In one of the less noticed moments of his innings at Southampton yesterday, Kane Williamson watched a spiteful Bumrah delivery rise up to his chest from an awkward spot. The Kiwi skipper chose the last possible moment to play the snorter with soft hands.
He was ready to face the next; the uneventful delivery sums up the great technician. But he is an even greater craftsman, as his backfoot punches to the cover boundary reminded us.
“He doesn’t only score, he creates masterpieces,” the great Martin Crowe once said about the young Williamson. He created them twice at Southampton: two miniatures of 49 and an unbeaten 52 under difficult batting conditions in the final of the World Test Championship against India.
Even if the taut Kiwi pace attack paved the way, it was befitting that Williamson partnered the old warhorse Ross Taylor in a crucial stand to reach the modest but tricky victory total. In his own way, Taylor embodies some shades of New Zealand cricket over the last decade and a half: unfancied, underrated, but quietly ticking important boxes. The championship win in the inaugural edition of the two-year long world title for supremacy in test cricket, still rated the highest format of the sport by players, is up there as the most defining moment for New Zealand cricket.
There was always a temptation to see the world title as redemption for the Kiwis missing the 2019 World Cup by the closest of margins and a weird rule. That, however, loses sight of the place this title has in its own right – a reward for the way the Kiwis have played the most testing format of world cricket in the last 24 months. In doing so, the Williamson-led squad developed into a grinding, disciplined and skilled unit ready to overcome the challenges of the longest format.

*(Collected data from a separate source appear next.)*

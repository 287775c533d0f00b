// Copyright 2025 the Lightbox Authors
// SPDX-License-Identifier: Apache-2.0 OR MIT

// After you edit the crate's doc comment, run this command, then check README.md for any missing links
// cargo rdme --workspace-project=lightbox_gestures --heading-base-level=0

//! Lightbox Gestures: input state machines for the image viewport.
//!
//! This crate turns pointer, touch, and wheel input into pan/zoom updates on
//! a [`lightbox_transform::TransformState`]. Each module handles a specific
//! interaction pattern:
//!
//! - [`pan`]: Derive an absolute pan offset from the live pointer position
//! - [`pinch`]: Turn two-finger distance changes into incremental scale ratios
//! - [`tap`]: Recognize double taps over caller-supplied timestamps
//! - [`machine`]: Compose the above into one idle/panning/pinching machine
//!
//! ## Design Philosophy
//!
//! Each state manager is designed to be:
//!
//! - **Minimal and focused**: Each handles one specific interaction pattern
//! - **Stateful but simple**: Track just enough state to compute the next
//!   transform from the newest event
//! - **Clock- and platform-free**: Accept pre-computed positions and
//!   millisecond timestamps, never read a clock or a DOM
//!
//! The crate does not assume any particular UI framework or event system.
//! Browser integration lives in `lightbox_web`, which converts DOM events
//! into the [`machine::InputEvent`] values consumed here; tests drive the
//! same machine with synthetic events.
//!
//! ## Usage Patterns
//!
//! ### Driving the machine
//!
//! ```rust
//! use kurbo::Point;
//! use lightbox_gestures::machine::{GestureMachine, GestureEvent, InputEvent};
//! use lightbox_transform::TransformState;
//!
//! let mut state = TransformState::new();
//! let mut machine = GestureMachine::new();
//!
//! // Press at (100, 100), drag to (150, 130).
//! machine.on_event(&mut state, InputEvent::PointerDown { pos: Point::new(100.0, 100.0) });
//! let did = machine.on_event(&mut state, InputEvent::PointerMove { pos: Point::new(150.0, 130.0) });
//! assert_eq!(did, Some(GestureEvent::PanMove));
//! assert_eq!(state.translation(), (50.0, 30.0).into());
//!
//! // Release: the machine is idle again, easing may resume.
//! machine.on_event(&mut state, InputEvent::PointerUp);
//! assert!(!machine.is_active());
//! ```
//!
//! ### Standalone pan math
//!
//! ```rust
//! use kurbo::{Point, Vec2};
//! use lightbox_gestures::pan::PanSession;
//!
//! let pan = PanSession::begin(Point::new(10.0, 10.0), Vec2::ZERO);
//! assert_eq!(pan.offset_for(Point::new(14.0, 7.0)), Vec2::new(4.0, -3.0));
//! ```
//!
//! ### Double-tap recognition
//!
//! ```rust
//! use lightbox_gestures::tap::{TapResult, TapState};
//!
//! let mut taps = TapState::new();
//! assert_eq!(taps.on_tap(1_000), TapResult::Single);
//! assert_eq!(taps.on_tap(1_200), TapResult::Double);
//! ```
//!
//! This crate is `no_std`.

#![no_std]

pub mod machine;
pub mod pan;
pub mod pinch;
pub mod tap;
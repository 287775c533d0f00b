// Copyright 2025 the Lightbox Authors
// SPDX-License-Identifier: Apache-2.0 OR MIT

//! Pan session helper: derive the image offset from the live pointer position.
//!
//! A session snapshots the pointer position and the image offset at gesture
//! start. Every later pointer position yields the full offset in one step
//! (`origin + (current - start)`), so a dropped intermediate move event can
//! never accumulate drift.
//!
//! ## Minimal example
//!
//! ```
//! use kurbo::{Point, Vec2};
//! use lightbox_gestures::pan::PanSession;
//!
//! // Pointer goes down at (100, 100) while the image sits at its origin.
//! let pan = PanSession::begin(Point::new(100.0, 100.0), Vec2::ZERO);
//!
//! // Pointer reaches (150, 130): the image offset becomes (50, 30).
//! assert_eq!(pan.offset_for(Point::new(150.0, 130.0)), Vec2::new(50.0, 30.0));
//! ```

use kurbo::{Point, Vec2};

/// Snapshot of a single pan gesture.
#[derive(Clone, Copy, Debug, PartialEq)]
pub struct PanSession {
    start: Point,
    origin: Vec2,
}

impl PanSession {
    /// Starts a pan at pointer position `start` with the image at `origin`.
    #[must_use]
    pub fn begin(start: Point, origin: Vec2) -> Self {
        Self { start, origin }
    }

    /// Returns the image offset for a pointer now at `current`.
    ///
    /// The result is absolute (snapshot origin plus total pointer travel),
    /// not an increment over the previous move.
    #[must_use]
    pub fn offset_for(&self, current: Point) -> Vec2 {
        self.origin + (current - self.start)
    }

    /// Returns the pointer position at gesture start.
    #[must_use]
    pub fn start(&self) -> Point {
        self.start
    }

    /// Returns the image offset at gesture start.
    #[must_use]
    pub fn origin(&self) -> Vec2 {
        self.origin
    }
}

The fact that New Zealand managed to scale the summit with a team that doesn’t have many stars in its ranks – as their captain pointed out in his post-match comments – fits into the process. The team curated its available pool of talent and tried to be very competitive at the highest level. In doing so, the idea was to compensate for the lack of big names with a frills-free efficiency. The philosophy hinged on the idea of a team effort becoming something more than merely a sum of individual parts. That is a process that began in the later phase of Brendan McCullum’s captaincy in the last decade but got wings under Williamson’s tenure from 2016.
In the past too, New Zealand’s test teams had only a sprinkling of world-class stalwarts: Glen Turner, Sir Richard Hadlee, or Martin Crowe, to name a few. The current team, with a mix of seasoned quicks like Southee and Boult and the promising Jamieson, and three batsmen averaging above 40 in the middle, seems its most formidable unit. If one also factors in the leadership that a modern batting great like Williamson provides, the team can certainly claim to be the best eleven that New Zealand has been able to stitch together in its test history. None other than the in his jubilation over the Kiwi win.
In taming the zenith of test cricket, New Zealand can take pride in the fact that there aren’t many who would grudge their victory. By all means, they are seen as the most likeable side in the international circuit. That isn’t an easy feat for world champions in any sport. This could be because in the Kiwi team, one may still find the quaint charm of a league of extraordinary gentlemen. This might have been decades in the making but in recent years, a lot of its credit goes to the way Williamson has cast his team in his own image: unassuming, unflappable, and world-class. The way he conducted himself and the team, both on and off the field, exudes a zen-like mindset but with a steely resolve to fight for every inch. He wasn’t only the player of the tournament in the 2019 World Cup but also won a lot of admirers for the exemplary calm with which he handled their heartbreaking loss in the final.
Far from being merely a consideration for what was once called the perennial underdogs of world cricket, the admiration for New Zealand is rooted in what we contrast it with. We tend to juxtapose it with a team like Australia, which evokes a glorious cricketing history and top-notch infrastructure as much as it does an aggressive and sledging-laced brand of cricket. Moreover, for the cricket-loving millions of Indians, the distinction between the Williamson-led Kiwis and the Kohli-led Indian team could be as sharp as that between ice and fire. There is understandable awe in finding the Kiwi skipper deliver results without excesses of tongue and usual spells of fist-pumping. Seen against the new normals of playing styles and mind games on the field, the cherished values of sporting conduct find a rehabilitation in the Kiwi team. That partly explains why only a few are rankled with a New Zealand victory.
In the modern sense of an old-fashioned word, Kane Williamson has been a statesman of world cricket. But, being modest to a fault, he would brush aside such a sobriquet with his trademark shy smile. When the sun shone throughout the last day of a rain-hit final, the New Zealander finally had his place under the sun in test cricket. It was literally, as much as metaphorically. For a team that has received the warmth of millions of cricket followers for its affable conduct and fierce play, a warm and sunny day never looked out of place.